The French professional cyclists’ union (UNCP) has voiced its opposition to the introduction of night time anti-doping testing during races and called for an end to riders being treated as “guinea pigs.”
A recently released report by independent observers from the World Anti-Doping Agency (WADA) on drug testing at the 2010 Tour de France recommended night time controls as a possible improvement to current testing procedures. The UNCP has announced that it is firmly opposed to such a measure.
“While reaffirming our agreement with anti-doping policy, we also ask you to leave us in peace a little, if only to sleep at night,” UNCP president Pascal Chanteur said. “If WADA were to persevere in its intention to have random tests at night, it would meet the resistance of riders.
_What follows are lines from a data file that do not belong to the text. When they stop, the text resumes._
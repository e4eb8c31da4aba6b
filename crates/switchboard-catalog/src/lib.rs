//! Read-through catalog of providers, models, and credentials
//!
//! The catalog store itself is external (configuration sync writes it);
//! this crate holds the in-memory snapshot the serving path reads. Writers
//! swap the whole snapshot pointer under an exclusive lock, so readers
//! always observe a consistent catalog. Snapshots already handed out stay
//! valid across the swap.

mod accessor;
mod error;
mod snapshot;
mod types;

pub use accessor::{Catalog, ModelTarget};
pub use error::CatalogError;
pub use snapshot::CatalogSnapshot;
pub use types::{
    Credential, KeySource, Model, ModelConfig, ModelQuery, ParameterLimits, Provider, ProviderType, RateLimitConfig,
    constant_time_eq, normalize_tags,
};
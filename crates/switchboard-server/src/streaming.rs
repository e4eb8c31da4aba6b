use axum::body::Body;
use axum::http::header;
use axum::response::{IntoResponse, Response};
use futures_util::StreamExt;
use switchboard_adapters::ChunkStream;
use switchboard_core::HttpError;

/// Stream chunks as JSON lines
///
/// Each line is one serialized chunk; a mid-stream failure becomes a
/// final `{"error": ...}` line, since the status code is already gone.
pub fn jsonl_response(stream: ChunkStream) -> Response {
    let body = stream.map(|item| {
        let line = match item {
            Ok(chunk) => serde_json::to_string(&chunk).unwrap_or_else(|_| "{}".to_owned()),
            Err(error) => serde_json::json!({
                "error": {
                    "type": error.error_kind(),
                    "message": error.client_message(),
                }
            })
            .to_string(),
        };
        Ok::<_, std::convert::Infallible>(format!("{line}\n"))
    });

    (
        [(header::CONTENT_TYPE, "application/jsonl")],
        Body::from_stream(body),
    )
        .into_response()
}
There is a limit to everything, especially to indecency.”
Former professional Chanteur explained that his organisation felt that night time testing would be a step too far, given that riders already “voluntarily submit themselves to strict medical monitoring, a biological passport and unannounced tests which mean they must be available at any times.”
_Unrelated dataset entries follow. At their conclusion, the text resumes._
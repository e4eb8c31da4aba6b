//! Shared plumbing for adapter HTTP calls

use eventsource_stream::{Event, EventStreamError, Eventsource};
use futures_util::Stream;
use reqwest::RequestBuilder;
use serde_json::Value;
use switchboard_catalog::Provider;
use switchboard_core::Deadline;

use crate::error::AdapterError;

/// Resolve the upstream URL for a call
///
/// Priority: provider `base_url`, then a `base_url` setting, then the
/// adapter's documented default. The endpoint path may be overridden per
/// provider via the `endpoint` setting.
pub(crate) fn endpoint_url(
    provider: &Provider,
    default_base: Option<&str>,
    default_endpoint: &str,
) -> Result<String, AdapterError> {
    let base = provider
        .base_url
        .as_ref()
        .map(|u| u.as_str().to_owned())
        .or_else(|| provider.setting_str("base_url").map(str::to_owned))
        .or_else(|| default_base.map(str::to_owned))
        .ok_or_else(|| {
            AdapterError::BadRequest(format!("provider {} requires a base_url", provider.name))
        })?;

    let endpoint = provider.setting_str("endpoint").unwrap_or(default_endpoint);
    Ok(format!(
        "{}/{}",
        base.trim_end_matches('/'),
        endpoint.trim_start_matches('/')
    ))
}

/// Attach provider-configured extra headers
///
/// Credential material never travels through this map; auth decoration is
/// each adapter's own, audited code path.
pub(crate) fn apply_setting_headers(mut builder: RequestBuilder, provider: &Provider) -> RequestBuilder {
    if let Some(Value::Object(headers)) = provider.settings.get("headers") {
        for (name, value) in headers {
            if let Some(value) = value.as_str() {
                builder = builder.header(name, value);
            }
        }
    }
    builder
}

/// Send a request and parse the JSON reply, classifying failures
///
/// The remaining deadline budget becomes the request timeout, covering
/// connect, send, and body read.
pub(crate) async fn send_json(builder: RequestBuilder, deadline: Deadline) -> Result<Value, AdapterError> {
    let response = builder
        .timeout(deadline.remaining())
        .send()
        .await
        .map_err(|e| AdapterError::from_transport(&e))?;

    let status = response.status();
    if !status.is_success() {
        let body = response.text().await.unwrap_or_default();
        return Err(AdapterError::from_status(status, truncate(&body)));
    }

    response.json().await.map_err(|e| AdapterError::Upstream {
        status: status.as_u16(),
        body: format!("failed to parse upstream response: {e}"),
    })
}

/// Send a request expecting a server-sent-event body
pub(crate) async fn send_sse(
    builder: RequestBuilder,
    deadline: Deadline,
) -> Result<impl Stream<Item = Result<Event, EventStreamError<reqwest::Error>>> + Send, AdapterError> {
    let response = builder
        .timeout(deadline.remaining())
        .send()
        .await
        .map_err(|e| AdapterError::from_transport(&e))?;

    let status = response.status();
    if !status.is_success() {
        let body = response.text().await.unwrap_or_default();
        return Err(AdapterError::from_status(status, truncate(&body)));
    }

    Ok(response.bytes_stream().eventsource())
}

/// Keep upstream error bodies short enough to echo safely
fn truncate(body: &str) -> String {
    const MAX: usize = 2048;
    if body.len() <= MAX {
        body.to_owned()
    } else {
        let mut cut = MAX;
        while !body.is_char_boundary(cut) {
            cut -= 1;
        }
        format!("{}...", &body[..cut])
    }
}

#[cfg(test)]
mod tests {
    use super::*;
    use indexmap::IndexMap;
    use switchboard_catalog::ProviderType;

    fn provider(base_url: Option<&str>, settings: IndexMap<String, Value>) -> Provider {
        Provider {
            name: "p".to_owned(),
            provider_type: ProviderType::OpenaiCompatible,
            base_url: base_url.map(|u| u.parse().unwrap()),
            api_keys: vec![],
            settings,
            is_active: true,
        }
    }

    #[test]
    fn url_prefers_provider_base_then_default() {
        let p = provider(Some("https://example.com/v1/"), IndexMap::new());
        assert_eq!(
            endpoint_url(&p, Some("https://default"), "/chat").unwrap(),
            "https://example.com/v1/chat"
        );

        let p = provider(None, IndexMap::new());
        assert_eq!(
            endpoint_url(&p, Some("https://default"), "/chat").unwrap(),
            "https://default/chat"
        );

        assert!(endpoint_url(&p, None, "/chat").is_err());
    }

    #[test]
    fn endpoint_setting_overrides_default_path() {
        let mut settings = IndexMap::new();
        settings.insert("endpoint".to_owned(), Value::from("/custom/path"));
        let p = provider(Some("https://example.com"), settings);
        assert_eq!(
            endpoint_url(&p, None, "/chat").unwrap(),
            "https://example.com/custom/path"
        );
    }
}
“The riders are fed up of being considered as highwaymen who are presumed guilty,” he continued. “They are above all men and not just guinea pigs.”
The touted night time tests have met opposition from a number of professional riders, including Tour de France runner-up Andy Schleck, who labelled the idea as “ridiculous.” However, Mark Cavendish last week said that he was willing to undergo such testing. “We have to do anything we can to eliminate doping in cycling, so I'm ok with it,” he explained.